▶ What to produce
Please copy every line from the records below that contains the string "CsvPriceProvider".

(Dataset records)
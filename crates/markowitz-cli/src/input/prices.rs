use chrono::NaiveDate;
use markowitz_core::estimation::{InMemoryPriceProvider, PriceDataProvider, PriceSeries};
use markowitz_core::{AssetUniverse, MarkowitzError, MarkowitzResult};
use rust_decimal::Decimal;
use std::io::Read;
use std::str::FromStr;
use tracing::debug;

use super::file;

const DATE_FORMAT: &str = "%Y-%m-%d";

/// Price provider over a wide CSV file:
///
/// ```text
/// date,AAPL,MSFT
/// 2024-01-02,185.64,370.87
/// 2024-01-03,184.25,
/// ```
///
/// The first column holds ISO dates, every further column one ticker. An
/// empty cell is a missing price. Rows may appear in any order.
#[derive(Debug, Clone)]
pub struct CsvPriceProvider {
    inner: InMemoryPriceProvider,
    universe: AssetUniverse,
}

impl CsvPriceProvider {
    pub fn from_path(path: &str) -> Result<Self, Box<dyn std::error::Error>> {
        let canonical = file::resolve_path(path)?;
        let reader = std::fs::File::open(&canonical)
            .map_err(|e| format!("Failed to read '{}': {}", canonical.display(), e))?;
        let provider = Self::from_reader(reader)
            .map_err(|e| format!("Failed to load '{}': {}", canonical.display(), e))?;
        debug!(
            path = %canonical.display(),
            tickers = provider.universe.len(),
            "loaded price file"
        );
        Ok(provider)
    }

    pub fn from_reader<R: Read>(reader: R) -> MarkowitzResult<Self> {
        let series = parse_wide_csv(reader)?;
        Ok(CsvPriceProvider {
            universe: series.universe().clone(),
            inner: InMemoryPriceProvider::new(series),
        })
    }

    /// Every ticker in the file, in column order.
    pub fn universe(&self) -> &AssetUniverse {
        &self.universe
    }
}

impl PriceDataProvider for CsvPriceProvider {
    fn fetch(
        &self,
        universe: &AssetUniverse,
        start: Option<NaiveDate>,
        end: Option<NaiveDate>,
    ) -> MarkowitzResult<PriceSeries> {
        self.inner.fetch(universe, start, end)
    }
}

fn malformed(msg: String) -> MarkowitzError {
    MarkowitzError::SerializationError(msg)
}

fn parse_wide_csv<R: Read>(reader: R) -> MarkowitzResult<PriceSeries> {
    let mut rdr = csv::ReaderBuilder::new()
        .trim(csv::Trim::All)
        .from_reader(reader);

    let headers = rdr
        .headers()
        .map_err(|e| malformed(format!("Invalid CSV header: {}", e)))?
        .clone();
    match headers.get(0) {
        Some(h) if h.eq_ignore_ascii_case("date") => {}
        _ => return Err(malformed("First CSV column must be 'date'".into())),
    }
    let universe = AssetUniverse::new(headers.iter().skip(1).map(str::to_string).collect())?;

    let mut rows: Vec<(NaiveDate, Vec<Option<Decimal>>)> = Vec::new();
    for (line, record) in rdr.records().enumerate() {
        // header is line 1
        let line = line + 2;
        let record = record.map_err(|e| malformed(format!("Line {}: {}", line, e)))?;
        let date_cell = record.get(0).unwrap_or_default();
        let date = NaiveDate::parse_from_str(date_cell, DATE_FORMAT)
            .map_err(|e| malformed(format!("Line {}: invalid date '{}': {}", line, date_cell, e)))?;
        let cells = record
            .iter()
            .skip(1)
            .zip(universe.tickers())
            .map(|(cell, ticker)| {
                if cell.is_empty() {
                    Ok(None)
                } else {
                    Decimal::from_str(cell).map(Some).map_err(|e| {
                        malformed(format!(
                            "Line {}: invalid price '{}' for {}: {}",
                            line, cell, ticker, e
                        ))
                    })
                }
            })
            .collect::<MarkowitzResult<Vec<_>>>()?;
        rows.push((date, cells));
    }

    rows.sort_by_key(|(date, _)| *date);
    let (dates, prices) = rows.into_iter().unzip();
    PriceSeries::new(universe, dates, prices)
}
* * *
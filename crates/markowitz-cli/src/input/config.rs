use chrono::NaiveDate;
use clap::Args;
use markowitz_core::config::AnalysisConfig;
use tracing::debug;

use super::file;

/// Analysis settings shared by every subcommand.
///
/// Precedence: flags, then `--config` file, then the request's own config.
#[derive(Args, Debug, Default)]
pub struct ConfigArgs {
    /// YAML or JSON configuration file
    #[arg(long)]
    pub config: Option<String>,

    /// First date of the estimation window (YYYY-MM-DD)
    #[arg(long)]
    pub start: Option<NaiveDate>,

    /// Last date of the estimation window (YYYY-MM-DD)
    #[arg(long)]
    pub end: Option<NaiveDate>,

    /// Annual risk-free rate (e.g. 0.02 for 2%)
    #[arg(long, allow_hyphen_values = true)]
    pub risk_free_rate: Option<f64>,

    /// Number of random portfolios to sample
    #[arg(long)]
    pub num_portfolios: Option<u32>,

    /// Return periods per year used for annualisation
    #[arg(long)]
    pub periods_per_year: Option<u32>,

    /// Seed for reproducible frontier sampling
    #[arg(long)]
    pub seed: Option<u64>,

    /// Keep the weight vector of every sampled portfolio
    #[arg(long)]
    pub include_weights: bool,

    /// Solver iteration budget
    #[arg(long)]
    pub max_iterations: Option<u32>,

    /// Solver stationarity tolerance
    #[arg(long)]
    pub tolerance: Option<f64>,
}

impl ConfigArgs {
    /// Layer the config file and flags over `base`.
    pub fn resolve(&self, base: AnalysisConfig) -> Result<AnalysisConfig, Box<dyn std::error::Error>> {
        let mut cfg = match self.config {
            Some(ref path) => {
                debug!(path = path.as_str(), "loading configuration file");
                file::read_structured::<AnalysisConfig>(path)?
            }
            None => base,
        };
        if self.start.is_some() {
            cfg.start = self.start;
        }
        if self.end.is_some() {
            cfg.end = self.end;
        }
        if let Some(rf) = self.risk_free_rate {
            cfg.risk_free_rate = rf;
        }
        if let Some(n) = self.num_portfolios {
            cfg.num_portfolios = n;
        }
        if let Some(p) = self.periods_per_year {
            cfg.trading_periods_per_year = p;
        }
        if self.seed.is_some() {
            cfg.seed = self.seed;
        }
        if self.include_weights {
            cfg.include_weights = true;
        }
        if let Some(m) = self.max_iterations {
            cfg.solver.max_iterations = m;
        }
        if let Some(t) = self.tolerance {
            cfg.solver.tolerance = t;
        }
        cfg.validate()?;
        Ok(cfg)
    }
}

▶ Solution to the problem
pub struct CsvPriceProvider {
impl CsvPriceProvider {
        Ok(CsvPriceProvider {
impl PriceDataProvider for CsvPriceProvider {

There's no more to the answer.